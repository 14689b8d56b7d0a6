pub(crate) const DEFAULT_MINE_TIMEOUT_SECS: u64 = 30;
pub(crate) const CORS_MAX_AGE_SECS: u64 = 3600;
use std::fs;

use sealchain_storage::sled_store::SledStore;
use tempfile::{tempdir, TempDir};

pub fn create_temp_store() -> (TempDir, SledStore) {
    // Create a temporary directory for the sled database
    let temp_dir = tempdir().expect("Failed to create temp dir");
    let db_path = temp_dir.path().to_path_buf();
    (
        temp_dir,
        SledStore::open(db_path).expect("Failed to open SledStore"),
    )
}

pub fn teardown_store(temp_dir: TempDir, store: SledStore) {
    let db_path = temp_dir.path().to_path_buf();
    store.clear().expect("Failed to clear the store");
    drop(store);
    temp_dir.close().expect("Failed to delete temp dir");
    let _ = fs::remove_dir_all(&db_path);
    assert!(!db_path.exists(), "Database directory should be removed");
}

WORK TASK: Working from the material above, retype exactly the lines from the one with "use sealchain_storage::sled_store::SledStore;" through the one with "pub fn teardown_store(temp_dir: TempDir, store: SledStore)", both included, and only those lines.

OUTPUT FOR THIS EXERCISE:
use sealchain_storage::sled_store::SledStore;
use tempfile::{tempdir, TempDir};

pub fn create_temp_store() -> (TempDir, SledStore) {
    // Create a temporary directory for the sled database
    let temp_dir = tempdir().expect("Failed to create temp dir");
    let db_path = temp_dir.path().to_path_buf();
    (
        temp_dir,
        SledStore::open(db_path).expect("Failed to open SledStore"),
    )
}

pub fn teardown_store(temp_dir: TempDir, store: SledStore) {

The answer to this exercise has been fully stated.